Мужчина промолчал. Он исподлобья осмотрел девушку, и на лбу его легла тяжелая складка.
— Мне все равно, — сказал он.
— Мы ничего и не хотим, — сказал Хойко, — она тебя только спросит немного, чтобы запомнить все это на бумаге, и мы можем попить чаю.
Мужчина посмотрел на женщин, и одна из них, взяв котелок, вышла за снегом.
— Большое хозяйство у вас? — спросила Тоня подчеркнуто равнодушно.
— Хозяйство?
— Сколько олешков, спрашивает хабеня.
— Олешков?
Мужчина потрогал левой рукой тощую бороденку и задумался. Через минуту он спросил:
— А зачем это знать хабене?
— Это нужно, — сказал Хойко.
— Ладно, я подумаю, — произнес мужчина, посмотрел в костер, покрытый легким пеплом листьев тундровой березки, встал и вышел из чума.
Вновь издалека донесся стук топора.
— Как ты думаешь — он скоро вернется? — спросила растерянно Тоня.
— Не знаю, — сказал Хойко, — он ведь кулак.
Вошла женщина с котелком, полным снега. Она подбросила хворосту в костер и ушла за занавеску.
— Хозяйка, — сказал Хойко, — Васька Харьяг просил тебя рассказать хабене, какое у вас стадо. Ему нельзя говорить об этом русской женщине, чтобы не заболели ваши олешки.
— Няхар йонар будет, однако, — сказала спокойно женщина.

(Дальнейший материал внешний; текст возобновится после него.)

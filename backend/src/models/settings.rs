//! Site-wide branding and hero copy.
//!
//! There is a single settings document. Reads fall back to
//! [`AdminSettings::default`] for a missing document or missing fields, and
//! writes go through [`SettingsUpdate`], which only carries the fields a
//! caller actually set.

use schemars::JsonSchema;
use serde::{Deserialize, Serialize};
use validator::Validate;

use crate::db::{Resource, ResourceKind};

#[derive(Debug, Clone, PartialEq, Serialize, Deserialize, JsonSchema)]
#[serde(default)]
pub struct AdminSettings {
    /// Hex color, e.g. `#f97316`.
    pub primary_color: String,
    /// Hex color, e.g. `#111827`.
    pub accent_color: String,
    pub hero_heading: String,
    pub hero_subheading: String,
    pub announcement: Option<String>,
}

impl Default for AdminSettings {
    fn default() -> Self {
        Self {
            primary_color: "#f97316".to_string(),
            accent_color: "#111827".to_string(),
            hero_heading: "Find your next place".to_string(),
            hero_subheading: "Modern homes, transparent offers, secure management.".to_string(),
            announcement: Some(
                "New listings dropping weekly — submit an offer in minutes!".to_string(),
            ),
        }
    }
}

impl Resource for AdminSettings {
    const KIND: ResourceKind = ResourceKind::AdminSettings;
}

/// Partial settings payload.
///
/// Absent and `null` fields are both treated as "leave unchanged"; a field
/// cannot be cleared through an update.
#[derive(Debug, Clone, Default, PartialEq, Serialize, Deserialize, Validate, JsonSchema)]
pub struct SettingsUpdate {
    #[serde(default, skip_serializing_if = "Option::is_none")]
    pub primary_color: Option<String>,
    #[serde(default, skip_serializing_if = "Option::is_none")]
    pub accent_color: Option<String>,
    #[serde(default, skip_serializing_if = "Option::is_none")]
    pub hero_heading: Option<String>,
    #[serde(default, skip_serializing_if = "Option::is_none")]
    pub hero_subheading: Option<String>,
    #[serde(default, skip_serializing_if = "Option::is_none")]
    pub announcement: Option<String>,
}

impl SettingsUpdate {
    /// True when no field is set.
    pub fn is_empty(&self) -> bool {
        self.primary_color.is_none()
            && self.accent_color.is_none()
            && self.hero_heading.is_none()
            && self.hero_subheading.is_none()
            && self.announcement.is_none()
    }
}

impl From<AdminSettings> for SettingsUpdate {
    fn from(settings: AdminSettings) -> Self {
        Self {
            primary_color: Some(settings.primary_color),
            accent_color: Some(settings.accent_color),
            hero_heading: Some(settings.hero_heading),
            hero_subheading: Some(settings.hero_subheading),
            announcement: settings.announcement,
        }
    }
}
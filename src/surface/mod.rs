// MIT/Apache2 License

use crate::{ImageDraw, ImageSource, LineJoin, Loader, TextAlign};
use lyon_geom::{Angle, Size};

/// Implements `Surface` on `&mut Surface`.
mod mut_impl;

/// An immediate-mode 2D drawing surface supplied by the host; usually a canvas.
///
/// The `Surface` trait mirrors the primitive operations of an HTML-style 2D context, and is what a
/// [`Painter`] forwards its helper operations to. A `Surface` holds mutable style state (colors, line
/// width, line join, miter limit, text alignment and font) that applies to every subsequent drawing
/// call until it is set again. There is no save/restore scoping.
///
/// Style parameters such as colors and fonts are opaque descriptor strings, passed through verbatim.
/// All geometry is in pixels, with the origin at the top left, x growing to the right and y growing
/// downwards.
///
/// Path operations follow the usual canvas semantics: `begin_path()` discards the current path,
/// `arc()`, `move_to()` and `line_to()` extend it, and `stroke()` and `fill()` paint it using the current
/// style without discarding it.
///
/// [`Painter`]: crate::Painter
pub trait Surface {
    /// The image handle type that this surface can draw.
    type Image: ImageSource;

    /* Setup */

    /// The pixel dimensions of this surface.
    fn size(&self) -> Size<f32>;

    /// Get the image loader backing this `Surface`.
    fn loader(&mut self) -> &mut dyn Loader<Image = Self::Image>;
    /// Begin loading an image that can later be drawn onto this surface.
    #[inline]
    fn load_image(&mut self, locator: &str) -> crate::Result<Self::Image> {
        self.loader().load_image(locator)
    }

    /// Flush all drawing operations to the target, if necessary.
    #[inline]
    fn flush(&mut self) -> crate::Result {
        Ok(())
    }

    /* Style State */

    /// Set the style used to fill shapes and text.
    fn set_fill_style(&mut self, style: &str) -> crate::Result;
    /// Set the style used to stroke outlines.
    fn set_stroke_style(&mut self, style: &str) -> crate::Result;
    /// Set the width that outlines are stroked with.
    fn set_line_width(&mut self, width: f32) -> crate::Result;
    /// Set the shape used where two stroked segments meet.
    fn set_line_join(&mut self, join: LineJoin) -> crate::Result;
    /// Set the ratio past which mitered joins are beveled instead.
    fn set_miter_limit(&mut self, limit: f32) -> crate::Result;
    /// Set the alignment of text relative to its anchor point.
    fn set_text_align(&mut self, align: TextAlign) -> crate::Result;
    /// Set the font descriptor that text is drawn with.
    fn set_font(&mut self, font: &str) -> crate::Result;

    /* Rectangles */

    /// Reset a rectangle to transparent.
    fn clear_rect(&mut self, x: f32, y: f32, width: f32, height: f32) -> crate::Result;
    /// Fill in a rectangle using the current fill style.
    fn fill_rect(&mut self, x: f32, y: f32, width: f32, height: f32) -> crate::Result;
    /// Stroke the outline of a rectangle using the current stroke style and line width.
    fn stroke_rect(&mut self, x: f32, y: f32, width: f32, height: f32) -> crate::Result;

    /* Paths */

    /// Discard the current path and start a new one.
    fn begin_path(&mut self) -> crate::Result;
    /// Add a circular arc to the current path, running clockwise from `start` to `end`.
    fn arc(
        &mut self,
        xcenter: f32,
        ycenter: f32,
        radius: f32,
        start: Angle<f32>,
        end: Angle<f32>,
    ) -> crate::Result;
    /// Start a new subpath at (x, y).
    fn move_to(&mut self, x: f32, y: f32) -> crate::Result;
    /// Add a straight segment from the last point of the current path to (x, y).
    fn line_to(&mut self, x: f32, y: f32) -> crate::Result;
    /// Stroke the current path.
    fn stroke(&mut self) -> crate::Result;
    /// Fill the current path.
    fn fill(&mut self) -> crate::Result;

    /* Text */

    /// Fill a run of text anchored at (x, y).
    fn fill_text(&mut self, text: &str, x: f32, y: f32) -> crate::Result;
    /// Stroke the outline of a run of text anchored at (x, y).
    fn stroke_text(&mut self, text: &str, x: f32, y: f32) -> crate::Result;

    /* Images */

    /// Draw an image onto this surface.
    ///
    /// The geometry has already been resolved; see [`ImageDraw`].
    fn draw_image(&mut self, image: &Self::Image, draw: ImageDraw) -> crate::Result;
}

— Три тысячи как не быть? — подтвердил юноша. — Запиши-ко.
Тоня записала.
— А как тебя звать, девушка? — спросила она.
— Ма-ань? Игарам.
Тоня записала в тетрадку «Мария».
— Не так записала, — поправил Хойко, — она спросила, про ее ли имя спрашивают.

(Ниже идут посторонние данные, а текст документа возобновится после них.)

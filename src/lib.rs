// MIT/Apache2 License

//! Named helper operations (rectangles, circles, lines, text and image blits) over an immediate-mode
//! 2D drawing surface, along with a registry of named images.
//!
//! The drawing itself is done by a host-supplied [`Surface`]. A [`Painter`] wraps one and turns each
//! helper into the handful of style and drawing calls it stands for.

mod error;

pub mod draw;
pub mod font;
pub mod image;
pub mod painter;
pub mod recording;
pub mod registry;
pub mod style;
pub mod surface;

#[cfg(all(target_arch = "wasm32", feature = "web"))]
pub mod web;

pub use draw::*;
pub use error::*;
pub use image::*;
pub use painter::*;
pub use registry::*;
pub use style::*;
pub use surface::*;
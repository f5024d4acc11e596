// MIT/Apache2 License

use lyon_geom::Size;

/// A host-side image resource that may still be decoding.
///
/// Hosts usually decode images asynchronously: a handle is returned immediately, and its pixel data and
/// dimensions are filled in at some later point. `easel` never waits for this to happen. Instead, the
/// natural size is queried at draw time, and drawing an image that is not ready yet is reported as
/// [`Error::NotReady`].
///
/// [`Error::NotReady`]: crate::Error::NotReady
pub trait ImageSource {
    /// The natural pixel dimensions of the image, or `None` if it has not finished decoding.
    ///
    /// An image whose decode failed or stalled keeps returning `None` indefinitely.
    fn natural_size(&self) -> Option<Size<u32>>;

    /// Has this image finished decoding?
    #[inline]
    fn is_ready(&self) -> bool {
        self.natural_size().is_some()
    }
}

impl<I: ImageSource + ?Sized> ImageSource for &I {
    #[inline]
    fn natural_size(&self) -> Option<Size<u32>> {
        (**self).natural_size()
    }
}

/// The image-loading facility behind a [`Surface`].
///
/// Given a locator, such as a path or a URI, a `Loader` starts decoding the resource and returns a
/// handle to it straight away. The locator is not validated here; a bad locator shows up later as an
/// image that never becomes ready.
///
/// [`Surface`]: crate::Surface
pub trait Loader {
    /// The handle type this loader produces.
    type Image: ImageSource;

    /// Begin loading the resource at `locator`.
    fn load_image(&mut self, locator: &str) -> crate::Result<Self::Image>;
}

impl<L: Loader + ?Sized> Loader for &mut L {
    type Image = L::Image;

    #[inline]
    fn load_image(&mut self, locator: &str) -> crate::Result<Self::Image> {
        (**self).load_image(locator)
    }
}
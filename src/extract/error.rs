//! Extraction error types.

use std::path::PathBuf;

use thiserror::Error;

/// Errors produced while unpacking an archive.
///
/// Everything except [`ExtractError::Io`] is a policy violation: retrying the
/// same archive cannot succeed.
#[derive(Debug, Error)]
pub enum ExtractError {
    /// The archive could not be opened.
    #[error("failed to open archive {path}: {source}")]
    Open {
        /// The archive path.
        path: PathBuf,
        /// The underlying IO error.
        #[source]
        source: std::io::Error,
    },

    /// The file is not a readable ZIP archive.
    #[error("corrupt archive {path}: {reason}")]
    Corrupt {
        /// The archive path.
        path: PathBuf,
        /// Reader diagnostics.
        reason: String,
    },

    /// The archive holds more entries than the policy allows.
    #[error("archive has {count} entries, limit is {limit}")]
    TooManyEntries {
        /// Entries in the archive.
        count: usize,
        /// Policy limit.
        limit: usize,
    },

    /// An entry name is absolute, carries a drive prefix, or contains `..`.
    #[error("entry '{entry}' has an unsafe path: {reason}")]
    UnsafePath {
        /// Raw entry name.
        entry: String,
        /// What made it unsafe.
        reason: &'static str,
    },

    /// An entry resolves outside the destination directory.
    #[error("entry '{entry}' escapes the destination directory (resolves to {resolved})")]
    PathEscape {
        /// Raw entry name.
        entry: String,
        /// Where it would have been written.
        resolved: PathBuf,
    },

    /// An entry is larger than the per-entry limit.
    #[error("entry '{entry}' exceeds the per-entry limit of {limit} bytes")]
    EntryTooLarge {
        /// Raw entry name.
        entry: String,
        /// Policy limit.
        limit: u64,
    },

    /// The archive expands beyond the total size limit.
    #[error("archive exceeds the total limit of {limit} bytes at entry '{entry}'")]
    TotalTooLarge {
        /// Entry being written when the limit was crossed.
        entry: String,
        /// Policy limit.
        limit: u64,
    },

    /// A symlink entry was refused.
    #[error("symlink '{entry}' rejected: {reason}")]
    UnsafeSymlink {
        /// Raw entry name.
        entry: String,
        /// Why it was refused.
        reason: String,
    },

    /// Filesystem failure while writing an entry.
    #[error("failed to extract '{entry}' to {path}: {source}")]
    Io {
        /// Raw entry name.
        entry: String,
        /// The path being written.
        path: PathBuf,
        /// The underlying IO error.
        #[source]
        source: std::io::Error,
    },

    /// Extraction was cancelled before every entry was written.
    #[error("extraction cancelled before entry '{entry}'")]
    Cancelled {
        /// First entry not written.
        entry: String,
    },
}

impl ExtractError {
    /// Creates an unsafe-path error.
    pub fn unsafe_path(entry: impl Into<String>, reason: &'static str) -> Self {
        Self::UnsafePath {
            entry: entry.into(),
            reason,
        }
    }

    /// Creates a path-escape error.
    pub fn path_escape(entry: impl Into<String>, resolved: impl Into<PathBuf>) -> Self {
        Self::PathEscape {
            entry: entry.into(),
            resolved: resolved.into(),
        }
    }

    /// Creates a symlink rejection.
    pub fn unsafe_symlink(entry: impl Into<String>, reason: impl Into<String>) -> Self {
        Self::UnsafeSymlink {
            entry: entry.into(),
            reason: reason.into(),
        }
    }

    /// Creates an IO error for one entry.
    pub fn io(entry: impl Into<String>, path: impl Into<PathBuf>, source: std::io::Error) -> Self {
        Self::Io {
            entry: entry.into(),
            path: path.into(),
            source,
        }
    }

    /// Returns `true` for policy violations, as opposed to IO failures.
    #[must_use]
    pub fn is_policy_violation(&self) -> bool {
        !matches!(self, Self::Open { .. } | Self::Io { .. } | Self::Cancelled { .. })
    }
}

— Конечно, про ее, — смутилась девушка.
— Она говорит, что не знает своего имени. Ее звать Олена.
— Надоели мне эти китайские церемонии, — сказала Топя.
— Я не знаю, что такое китайские церемонии, — смущенно, точно извиняясь, сказал Хойко.
Тоня уныло посмотрела на Хойко и прислушалась. Стук топора прекратился. В чум вошел брат Васьки Харьяга. Он достал табакерку, понюхал и не торопясь посоветовал Хойко:
— В тундре худо жить — передай это хабене. В тундровом Совете знают, сколько у меня с братом олешек, пусть там спросит.
— Я это узнаю и у тебя, — сурово сжав губы, сказала Тоня, — завтра Васька Харьяг сам приедет и скажет мне. Иначе он не будет спокойно спать полгода.